Of all the candidates interviewed for the AR article, only two, the Republican candidate for Mayor, Anna Brennan, and Mr. Garcia, are against the tax/light rail.  Matt Jette, the independent candidate for Mayor, argues that the plan doesn't go far enough.

Cool Train A Comin - Phoenix Light Rail Tempe Town Lake Tempe AZThe light rail bridge across the lake in Tempe incorporates architectural lighting and treats what could be ordinary and unattractive infrastructure as an element of civic architecture.  Flickr photo by Grant Brummett Photography.

Phoenix is a lot bigger than Salt Lake City and Portland, but very much sprawled.

Heavy rail transit isn't an economically efficient option there, given the paucity of "density."

But places like SLC and Portland have demonstrated that in smaller places, light rail can be an effective and efficient method for shaping transportation and land use in optimal ways.

For a one line system--20 miles of track, 28 stations--Phoenix is doing pretty well with ridership, with 47,500 daily riders according to the latest transit ridership statistics.

That compares very well to Salt Lake, which has 65,000 daily riders but 45 miles of trackage and 69 stations over three lines, and Portland, 116,000 daily riders, over four lines, 52 miles of track and 87 stations.

The Phoenix numbers are better than Houston's--which has about the same amount of track and a few more stations, but on three lines--and triple that of Charlotte, NC.

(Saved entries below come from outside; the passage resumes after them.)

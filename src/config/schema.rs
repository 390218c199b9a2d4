//! Configuration schema definitions.
//!
//! This module defines the complete configuration structure for wirelink.
//! All types derive Serde traits for deserialization from config files.

use std::time::Duration;

use serde::{Deserialize, Serialize};

/// Root configuration.
#[derive(Debug, Clone, Deserialize, Serialize, Default, PartialEq)]
#[serde(default)]
pub struct WirelinkConfig {
    /// Accepting side: listener, handshake, admission.
    pub server: ServerConfig,

    /// Server TLS identity.
    pub tls: TlsConfig,

    /// Connecting side, used by `wirelink-client`.
    pub client: ClientConfig,

    /// Logging and metrics settings.
    pub observability: ObservabilityConfig,
}

/// Server configuration.
#[derive(Debug, Clone, Deserialize, Serialize, PartialEq)]
#[serde(default)]
pub struct ServerConfig {
    /// Bind address (e.g., "0.0.0.0:7400").
    pub bind_address: String,

    /// Maximum concurrent connections. Further sockets are turned away.
    pub max_connections: usize,

    /// Accept any handshake line instead of checking the digest.
    pub ignore_handshake: bool,

    /// How long to wait for the initiator's handshake line.
    pub handshake_timeout_ms: u64,

    /// Longest accepted line, terminator excluded.
    pub max_line_bytes: usize,

    /// Line sent to every live session when the server stops.
    pub shutdown_notice: String,

    /// How long to wait for the write side when sending the shutdown notice.
    pub notice_timeout_ms: u64,

    /// How long `stop` waits for session tasks before aborting them.
    pub drain_timeout_secs: u64,

    /// Peer IP addresses refused at accept time.
    pub blacklist: Vec<String>,

    /// Notification buffer per subscriber.
    pub event_capacity: usize,
}

impl ServerConfig {
    pub fn handshake_timeout(&self) -> Duration {
        Duration::from_millis(self.handshake_timeout_ms)
    }

    pub fn notice_timeout(&self) -> Duration {
        Duration::from_millis(self.notice_timeout_ms)
    }

    pub fn drain_timeout(&self) -> Duration {
        Duration::from_secs(self.drain_timeout_secs)
    }
}

impl Default for ServerConfig {
    fn default() -> Self {
        Self {
            bind_address: "0.0.0.0:7400".to_string(),
            max_connections: 10_000,
            ignore_handshake: false,
            handshake_timeout_ms: 5000,
            max_line_bytes: 64 * 1024,
            shutdown_notice: "Server is shutting down.".to_string(),
            notice_timeout_ms: 1000,
            drain_timeout_secs: 5,
            blacklist: Vec::new(),
            event_capacity: 1024,
        }
    }
}

/// Server TLS configuration.
#[derive(Debug, Clone, Deserialize, Serialize, PartialEq)]
#[serde(default)]
pub struct TlsConfig {
    /// Upgrade every session to TLS after the handshake.
    pub enabled: bool,

    /// Path to certificate chain (PEM).
    pub cert_path: String,

    /// Path to private key (PEM).
    pub key_path: String,

    /// Deadline for the TLS handshake.
    pub handshake_timeout_ms: u64,
}

impl TlsConfig {
    pub fn handshake_timeout(&self) -> Duration {
        Duration::from_millis(self.handshake_timeout_ms)
    }
}

impl Default for TlsConfig {
    fn default() -> Self {
        Self {
            enabled: false,
            cert_path: String::new(),
            key_path: String::new(),
            handshake_timeout_ms: 10_000,
        }
    }
}

/// Client configuration.
#[derive(Debug, Clone, Deserialize, Serialize, PartialEq)]
#[serde(default)]
pub struct ClientConfig {
    /// Server host name or IP address.
    pub host: String,

    /// Server port.
    pub port: u16,

    /// Name to verify the server certificate against. Defaults to `host`.
    pub server_name: Option<String>,

    /// TCP connect timeout.
    pub connect_timeout_ms: u64,

    /// How long to wait for the handshake acknowledgment. Unset waits forever.
    pub handshake_timeout_ms: Option<u64>,

    /// Upgrade to TLS after the handshake.
    pub tls_enabled: bool,

    /// Extra trust anchors (PEM). Without it only the anchors in this file
    /// are trusted, so strict validation needs one.
    pub ca_path: Option<String>,

    /// Accept any server certificate. Testing only.
    pub accept_invalid_certs: bool,

    /// Reconnect backoff settings.
    pub reconnect: ReconnectConfig,

    /// Longest accepted line, terminator excluded.
    pub max_line_bytes: usize,
}

impl ClientConfig {
    /// `host:port` as passed to the resolver.
    pub fn address(&self) -> String {
        if self.host.contains(':') && !self.host.starts_with('[') {
            format!("[{}]:{}", self.host, self.port)
        } else {
            format!("{}:{}", self.host, self.port)
        }
    }

    pub fn server_name(&self) -> &str {
        self.server_name.as_deref().unwrap_or(&self.host)
    }

    pub fn connect_timeout(&self) -> Duration {
        Duration::from_millis(self.connect_timeout_ms)
    }

    pub fn handshake_timeout(&self) -> Option<Duration> {
        self.handshake_timeout_ms.map(Duration::from_millis)
    }
}

impl Default for ClientConfig {
    fn default() -> Self {
        Self {
            host: "127.0.0.1".to_string(),
            port: 7400,
            server_name: None,
            connect_timeout_ms: 5000,
            handshake_timeout_ms: Some(10_000),
            tls_enabled: false,
            ca_path: None,
            accept_invalid_certs: false,
            reconnect: ReconnectConfig::default(),
            max_line_bytes: 64 * 1024,
        }
    }
}

/// Exponential backoff between connection attempts.
#[derive(Debug, Clone, Deserialize, Serialize, PartialEq)]
#[serde(default)]
pub struct ReconnectConfig {
    pub base_delay_ms: u64,
    pub max_delay_ms: u64,
    /// Attempts before giving up. Zero means a single attempt.
    pub max_attempts: u32,
}

impl Default for ReconnectConfig {
    fn default() -> Self {
        Self {
            base_delay_ms: 100,
            max_delay_ms: 5000,
            max_attempts: 5,
        }
    }
}

/// Log output format.
#[derive(Debug, Clone, Copy, Deserialize, Serialize, Default, PartialEq, Eq)]
#[serde(rename_all = "lowercase")]
pub enum LogFormat {
    #[default]
    Pretty,
    Json,
}

/// Observability configuration.
#[derive(Debug, Clone, Deserialize, Serialize, PartialEq)]
#[serde(default)]
pub struct ObservabilityConfig {
    /// Log level when `RUST_LOG` is unset (trace, debug, info, warn, error).
    pub log_level: String,

    /// Log output format.
    pub log_format: LogFormat,

    /// Serve Prometheus metrics.
    pub metrics_enabled: bool,

    /// Metrics endpoint address.
    pub metrics_address: String,
}

impl Default for ObservabilityConfig {
    fn default() -> Self {
        Self {
            log_level: "info".to_string(),
            log_format: LogFormat::Pretty,
            metrics_enabled: false,
            metrics_address: "0.0.0.0:9090".to_string(),
        }
    }
}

According to some studies ("Valley Metro: Development along light rail tops $8 billion," Phoenix Business Journal), the Phoenix Light Rail system has fostered slightly more than $8 billion in new development, which is six times greater than the cost to build the system.

-- Light Rail Economic Impact Analysis Task 1 Final Report, ASU
-- The Businesses of Light Rail: A Compilation of Local Business Interviews, Arizona PIRG Education Fund (more a qualitative study about the experience of individual businesses located in areas served by the then new light rail system)

Given the strong anti-tax Republican tinge of Arizona more generally, it will be interesting to see what happens, although according to the Phoenix Business Journal ("Phoenix Proposition 104: Wrong side of the tracks or transit vision to contain sprawl?) it's likely to pass.

Artist Tour by Light RailFlickr photo by Nick Bastian.

Like mayoral candidate Matt Jette, the piece points out problems with the proposed transit expansion, and how Scottsdale, one of the metropolitan area's leading destinations, isn't much committed to light rail connections.

We'll know after August 24th.

With regard to the economic impact numbers, it's hard to be definitive.

There is no question some of the development would have occurred anyway.  But the velocity of development is impacted by the existence of transit and the way location choices are reshaped by it is significant.

More importantly, what a lot of people fail to realize is how long it takes to begin to see impact. With the WMATA system, in many respects it took about 25 years to really begin to see significant impacts.

(Individual building projects can take a long time.  One building on H Street NE, a couple blocks from Union Station, took about 13 years from the start of one process and the completion through a completely different project than was originally intended.)

Only now are stations outside of core sections of the system (Downtown DC, Wilson Boulevard in Arlington County, Bethesda, Silver Spring) starting to reap the benefits, although a goodly reason for this is the dissipation of build out opportunity in the core as well as a better understanding of how to do "transit oriented development" "properly."

By contrast, the Phoenix light rail system has been operating for seven years.